The vitality of Romani, Sorbian, South Jutish, and Yiddish is slightly less threatened in the category of “definitely endangered” in Germany - which means children no longer learn the language as mother tongue in their homes.

Alemannic, East Franconian, Limburgian-Ripuarian, Low Saxon, Luxembourgish, Rhenish Franconian and even Bavarian are spoken by fewer people each year and are therefore “unsafe.”

Wars and expulsion are often the main reason for dying languages, Matsuura said in the statement. Migration is also a threat to language diversity, he said.

The new online interactive atlas was compiled by 30 linguists and provides data for some 2,500 endangered languages worldwide, UNESCO said.

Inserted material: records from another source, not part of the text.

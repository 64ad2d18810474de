//! Population depth configuration

use anyhow::{bail, Result};
use serde::{Deserialize, Serialize};
use std::env;

#[derive(Debug, Clone, PartialEq, Serialize, Deserialize)]
#[serde(default)]
pub struct PopulationConfig {
    /// Depth used when a request does not ask for one
    pub default_depth: u32,
    /// Upper bound applied to every requested depth
    pub max_depth: u32,
}

impl Default for PopulationConfig {
    fn default() -> Self {
        Self { default_depth: 2, max_depth: 10 }
    }
}

impl PopulationConfig {
    pub fn merge(&mut self, other: Self) {
        *self = other;
    }

    pub fn apply_env_vars(&mut self) {
        if let Some(depth) = env::var("VELLUM_DEFAULT_DEPTH").ok().and_then(|v| v.parse().ok()) {
            self.default_depth = depth;
        }
        if let Some(depth) = env::var("VELLUM_MAX_DEPTH").ok().and_then(|v| v.parse().ok()) {
            self.max_depth = depth;
        }
    }

    pub fn validate(&self) -> Result<()> {
        if self.default_depth > self.max_depth {
            bail!(
                "population.default_depth ({}) exceeds population.max_depth ({})",
                self.default_depth,
                self.max_depth
            );
        }
        Ok(())
    }

    /// Depth actually used for a request
    pub fn effective_depth(&self, requested: Option<u32>) -> u32 {
        requested.unwrap_or(self.default_depth).min(self.max_depth)
    }
}

#[cfg(test)]
mod tests {
    use super::*;

    #[test]
    fn test_effective_depth() {
        let config = PopulationConfig::default();
        assert_eq!(config.effective_depth(None), 2);
        assert_eq!(config.effective_depth(Some(0)), 0);
        assert_eq!(config.effective_depth(Some(50)), 10);
    }

    #[test]
    fn test_validation() {
        assert!(PopulationConfig::default().validate().is_ok());
        assert!(PopulationConfig { default_depth: 4, max_depth: 3 }.validate().is_err());
    }
}
//! Vellum CLI - schema validation and document resolution.
//!
//! ```bash
//! vellum check --schema schema.json
//! vellum find --collection posts --where '{"slug":{"equals":"hello"}}' --depth 1
//! ```
//!
//! Settings come from `vellum.toml` and `VELLUM_*` environment variables; see
//! `vellum --help` for the flags that override them.

mod commands;

use clap::{Parser, Subcommand};
use std::path::PathBuf;
use vellum_core::config::VellumConfig;

#[derive(Parser)]
#[command(name = "vellum", about = "Vellum content resolver", version)]
struct Cli {
    /// Configuration file
    #[arg(long, global = true, default_value = vellum_core::config::CONFIG_FILE)]
    config: PathBuf,

    #[command(subcommand)]
    command: Commands,
}

#[derive(Subcommand)]
enum Commands {
    /// Validate a collection schema file
    Check {
        /// Schema file (defaults to storage.schema_path)
        #[arg(long)]
        schema: Option<PathBuf>,
    },
    /// Resolve and populate documents of a collection
    Find(commands::find::FindArgs),
}

#[tokio::main]
async fn main() {
    let cli = Cli::parse();

    let result = run(cli).await;

    if let Err(e) = result {
        eprintln!("Error: {:#}", e);
        std::process::exit(1);
    }
}

async fn run(cli: Cli) -> anyhow::Result<()> {
    let config = VellumConfig::load_from(&cli.config)?;
    config.validate()?;
    vellum_core::logging::init_logging(&config.logging)?;

    let output = match cli.command {
        Commands::Check { schema } => {
            let path = schema.unwrap_or_else(|| PathBuf::from(&config.storage.schema_path));
            commands::check::run(&path)?
        }
        Commands::Find(args) => commands::find::run(&config, &args).await?,
    };
    println!("{}", output);
    Ok(())
}
//! Storage configuration

use anyhow::{bail, Result};
use serde::{Deserialize, Serialize};
use std::env;

#[derive(Debug, Clone, PartialEq, Serialize, Deserialize)]
#[serde(default)]
pub struct StorageConfig {
    /// Directory of `<table>.json` files loaded into the in-memory store
    pub data_dir: String,
    /// JSON file holding the collection schemas
    pub schema_path: String,
}

impl Default for StorageConfig {
    fn default() -> Self {
        Self { data_dir: "./data".to_string(), schema_path: "./schema.json".to_string() }
    }
}

impl StorageConfig {
    pub fn merge(&mut self, other: Self) {
        *self = other;
    }

    pub fn apply_env_vars(&mut self) {
        if let Ok(dir) = env::var("VELLUM_DATA_DIR") {
            self.data_dir = dir;
        }
        if let Ok(path) = env::var("VELLUM_SCHEMA_PATH") {
            self.schema_path = path;
        }
    }

    pub fn validate(&self) -> Result<()> {
        if self.data_dir.trim().is_empty() {
            bail!("storage.data_dir must not be empty");
        }
        if self.schema_path.trim().is_empty() {
            bail!("storage.schema_path must not be empty");
        }
        Ok(())
    }
}
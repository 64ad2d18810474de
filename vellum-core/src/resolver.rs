//! Document resolution
//!
//! [`DocumentResolver::resolve_one`] turns a collection slug and a filter into
//! at most one fully populated document: the slug is mapped to its physical
//! table, the storage backend is asked for the first match (limit 1, page 1,
//! no totals, no sort) and that row is handed to the population pipeline.

use crate::config::{PopulationConfig, VellumConfig};
use crate::context::RequestContext;
use crate::document::Document;
use crate::populate::{PopulateError, Populator};
use crate::query::{PaginatedDocs, QueryOptions, Where};
use crate::schema::{CollectionRegistry, CollectionSchema};
use crate::storage::{DocumentStore, StorageError};
use futures::future::join_all;
use std::sync::Arc;

/// Resolution errors
///
/// "No matching document" is not an error: it is `Ok(None)`.
#[derive(thiserror::Error, Debug)]
pub enum ResolveError {
    #[error("Unknown collection '{0}'")]
    UnknownCollection(String),
    #[error("Read access to collection '{0}' denied")]
    Forbidden(String),
    #[error(transparent)]
    Storage(#[from] StorageError),
    #[error(transparent)]
    Populate(#[from] PopulateError),
}

/// Resolves documents from storage and populates them
#[derive(Clone)]
pub struct DocumentResolver {
    registry: Arc<CollectionRegistry>,
    store: Arc<dyn DocumentStore>,
    populator: Populator,
    config: PopulationConfig,
}

impl DocumentResolver {
    pub fn new(registry: Arc<CollectionRegistry>, store: Arc<dyn DocumentStore>) -> Self {
        let populator = Populator::new(registry.clone(), store.clone());
        Self { registry, store, populator, config: PopulationConfig::default() }
    }

    /// Resolver using the population and localization sections of a config
    pub fn from_config(
        config: &VellumConfig,
        registry: Arc<CollectionRegistry>,
        store: Arc<dyn DocumentStore>,
    ) -> Self {
        let resolver = Self::new(registry, store).with_population(config.population.clone());
        match &config.localization.default_locale {
            Some(locale) => resolver.with_default_locale(locale.clone()),
            None => resolver,
        }
    }

    pub fn with_population(mut self, config: PopulationConfig) -> Self {
        self.config = config;
        self
    }

    pub fn with_default_locale(mut self, locale: impl Into<String>) -> Self {
        self.populator = self.populator.with_default_locale(locale);
        self
    }

    pub fn registry(&self) -> &Arc<CollectionRegistry> {
        &self.registry
    }

    /// First document matching `filter`, populated, or None
    pub async fn resolve_one(
        &self,
        slug: &str,
        filter: &Where,
        request: &RequestContext,
    ) -> Result<Option<Document>, ResolveError> {
        let schema = self.readable_collection(slug, request)?;
        let table = schema.table_name();

        let result = self.store.query(&table, filter, &QueryOptions::first()).await?;
        let Some(row) = result.docs.into_iter().next() else {
            log::info!("resolve {}: no match for {}", slug, filter);
            return Ok(None);
        };

        let depth = self.config.effective_depth(request.depth);
        let doc = self.populator.hydrate(row, &schema, 0, depth, request).await?;
        log::info!("resolve {}: found document at depth {}", slug, depth);
        Ok(Some(doc))
    }

    /// Document with the given id, populated, or None
    pub async fn resolve_by_id(
        &self,
        slug: &str,
        id: &str,
        request: &RequestContext,
    ) -> Result<Option<Document>, ResolveError> {
        self.resolve_one(slug, &Where::equals("id", id), request).await
    }

    /// One page of matching documents, each populated
    ///
    /// Documents are populated concurrently; the first failure in page order wins.
    pub async fn resolve_many(
        &self,
        slug: &str,
        filter: &Where,
        options: &QueryOptions,
        request: &RequestContext,
    ) -> Result<PaginatedDocs, ResolveError> {
        let schema = self.readable_collection(slug, request)?;
        let table = schema.table_name();

        let mut page = self.store.query(&table, filter, options).await?;
        let depth = self.config.effective_depth(request.depth);
        let rows = std::mem::take(&mut page.docs);

        let populated = join_all(
            rows.into_iter().map(|row| self.populator.hydrate(row, &schema, 0, depth, request)),
        )
        .await;
        page.docs = populated.into_iter().collect::<Result<Vec<_>, _>>()?;

        log::info!("resolve {}: {} document(s) on page {}", slug, page.docs.len(), page.page);
        Ok(page)
    }

    fn readable_collection(
        &self,
        slug: &str,
        request: &RequestContext,
    ) -> Result<Arc<CollectionSchema>, ResolveError> {
        let schema = self
            .registry
            .get_schema(slug)
            .ok_or_else(|| ResolveError::UnknownCollection(slug.to_string()))?;
        if !request.can_read(&schema.read_roles) {
            return Err(ResolveError::Forbidden(slug.to_string()));
        }
        Ok(schema)
    }
}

Of the 6,000 existing languages in the world, more than 200 have become extinct during the last three generations, the report said. Another 538 are critically endangered.

Almost 200 languages have fewer than 10 speakers, and another 178 languages have fewer than 50 speakers.

“It would be naïve and oversimplifying to say that the big ex-colonial languages, English, or French or Spanish, are the killers, and all smaller languages are the victims,” linguist and Editor-in-Chief Christopher Moseley said. “It is not like that; there is a subtle interplay of forces, and this atlas will help ordinary people to understand those forces better.”